December 26, 2024
CAMPAIGN 2008

More drilling part of Allen’s energy strategy Senate candidate’s plan includes heating oil tax credit, loans

BANGOR – Standing only a few blocks away from where he announced his health care plan in May, U.S. Rep Tom Allen made another local appearance Wednesday to tout his strategy for addressing the country’s energy needs.

Wednesday’s event was similar to the previous one. He stood with a local couple at a podium outside an old house and said he had a plan to help people face sharply increasing living expenses.

But in an earlier meeting Wednesday with the editorial board of the Bangor Daily News, Allen did not hesitate to indicate whether energy costs or health care concerns are more important to Mainers.

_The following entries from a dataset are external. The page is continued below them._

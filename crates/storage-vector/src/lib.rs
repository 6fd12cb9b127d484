//! Product vectors in PostgreSQL/pgvector behind the RDS Data API.
//!
//! [`StatementExecutor`] is the seam to the database. [`RdsDataExecutor`]
//! talks to the Data API; [`RecordingExecutor`] records statements for tests.
//! [`ProductQueries`] answers similarity searches over the `product_info`
//! table described in [`schema`].

pub mod error;
pub mod executor;
pub mod queries;
pub mod schema;

pub use error::{ExecutorError, QueryError};
pub use executor::{
    to_sql_parameters, ArrayBinding, DataApiTarget, RdsDataExecutor, RecordingExecutor,
    RecordsFormat, SharedExecutor, StatementExecutor, StatementOutcome, StatementRequest,
};
pub use queries::{
    decode_records, Product, ProductDetail, ProductQueries, RelatedProduct, DEFAULT_SEARCH_LIMIT,
    MAX_SEARCH_LIMIT,
};
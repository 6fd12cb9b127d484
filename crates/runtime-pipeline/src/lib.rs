//! Runtime wiring for the catalog pipeline: configuration, logging, AWS
//! clients, and the generate/import/query stages.

mod aws;
pub mod config;
mod error;
mod pipeline;
mod telemetry;

pub use aws::load_sdk_config;
pub use config::{
    ConfigError, ConfigOverrides, DatabaseSection, EmbedderKind, EmbeddingSection, ImportSection,
    PipelineConfig, StorageSection,
};
pub use error::PipelineError;
pub use pipeline::{handle_query_event, Pipeline};
pub use telemetry::{init_tracing, LogFormat};
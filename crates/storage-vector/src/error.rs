use ingestion_embedding::EmbeddingError;
use ingestion_parameters::ParameterError;
use thiserror::Error;

#[derive(Debug, Clone, Error, PartialEq, Eq)]
pub enum ExecutorError {
    /// The service asked the caller to slow down; the statement may be retried.
    #[error("statement throttled: {0}")]
    Throttled(String),
    #[error("statement execution failed: {0}")]
    Remote(String),
    #[error("parameter `{name}` cannot be bound: {reason}")]
    InvalidParameter { name: String, reason: String },
}

impl ExecutorError {
    #[must_use]
    pub const fn is_throttled(&self) -> bool {
        matches!(self, Self::Throttled(_))
    }
}

#[derive(Debug, Error)]
pub enum QueryError {
    #[error("limit must be between 1 and {max}, got {limit}")]
    InvalidLimit { limit: usize, max: usize },
    #[error(transparent)]
    Embedding(#[from] EmbeddingError),
    #[error(transparent)]
    Executor(#[from] ExecutorError),
    #[error("failed to decode formatted records: {0}")]
    Decode(String),
    #[error(transparent)]
    Parameters(#[from] ParameterError),
}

“Heating oil,” he said when asked what potential voters talk to him about the most. “It was gasoline, and now it’s heating oil.”

He said if he can defeat Sen. Susan Collins in her re-election bid this fall, and if his fellow Democrats can win the White House and a 60-seat majority in the Senate, energy will be the second-most important item on the federal government’s agenda, right behind the Iraq war.

“We need a very aggressive strategy in these circumstances, and I have one,” he said at the afternoon press conference, standing in the yard of Wayne and Sonia Mallar’s Essex Street home.

Allen said there should be more drilling on American land under lease by oil companies. More than 90 million acres of domestic land is being leased by the oil industry but less than one-third of it is being drilled for oil, he said. By drilling on the remaining 68 million acres – which he said is roughly three times the size of Maine – it will boost the amount of domestically produced oil in the marketplace and decrease America’s dependence on foreign oil, according to Allen.

“That’s the fastest way to increase the oil supply here in America,” Allen said.

He also called for a home heating oil tax credit and for low-interest loans to help people weatherize their homes and pay their heating bills. The federal Low Income Home Energy Assistance Program should be fully funded to its $5.1 billion legislated limit, rather than at its current $3 billion level, he said, but more needs to be done.

“There are a lot of people in the middle class to whom LIHEAP is not available but who are struggling with their heating bills,” Allen said.

Nationwide, the average winter-long heating bill is expected to increase nearly $1,000, from $1,700 to $2,600, according to Allen. He said that for Mainers, their total winter heating costs are likely to be between $3,600 and $4,600.

“That’s a personal financial catastrophe, in many circumstances,” Allen said.

He also said federal regulators should investigate how much speculation in the oil market has driven up prices and that standards for fuel efficiency, which already is trending upward because of consumer demand for more fuel-efficient cars, should be raised. He said the average fuel efficiency for auto makers should be 55 miles per gallon by 2030.

“The Mallars and other Maine families deserve leadership in Washington,” Allen said. “That’s what this plan ultimately is all about.”

The Collins campaign took note of Allen’s statement Wednesday, however, and offered some criticism of the congressman’s record.

Kevin Kelley, spokesman for the Collins campaign, said in a statement that in 2005 Allen voted against expanding drilling operations in the Gulf of Mexico – something he said that Collins supported. Kelley also connected Allen’s committee service in the House with the rise in oil prices.

“Unfortunately, since he left the House Armed Services Committee [in 2003] to join the Energy committee, the cost of oil has increased 321 percent, the cost of heating oil has increased 240 percent, and the cost of gasoline has increased by 172 percent,” Kelley said.

Kelley added that in a 10-point energy plan she proposed in April, Collins has set a goal of energy independence by 2020.

Carol Andrews, spokeswoman for Allen’s campaign, said in response that Collins voted in 2005 to give $14 billion in tax breaks and incentives to the oil industry. At that time, Andrews said, a barrel of oil cost $65, which was then a record high.

“Senator Collins voted then for the interests of Big Oil over the interests of Mainers, and a barrel of oil is now $141 and expected to climb as a result,” Andrews said in a statement. “Tom Allen voted against this measure because he believed then and does now that Mainers deserve the breaks, not Big Oil.”

After Allen’s press conference, he met for about an hour with a group of approximately 40 people at University College of Bangor to discuss energy issues.

Allen also promoted his health care plan Wednesday, visiting Hammond Street Senior Center in Bangor and Orono Commons, a nursing and rehabilitation facility on Bennoch Road. He is expected to make similar campaign stops today in Lincoln and Millinocket.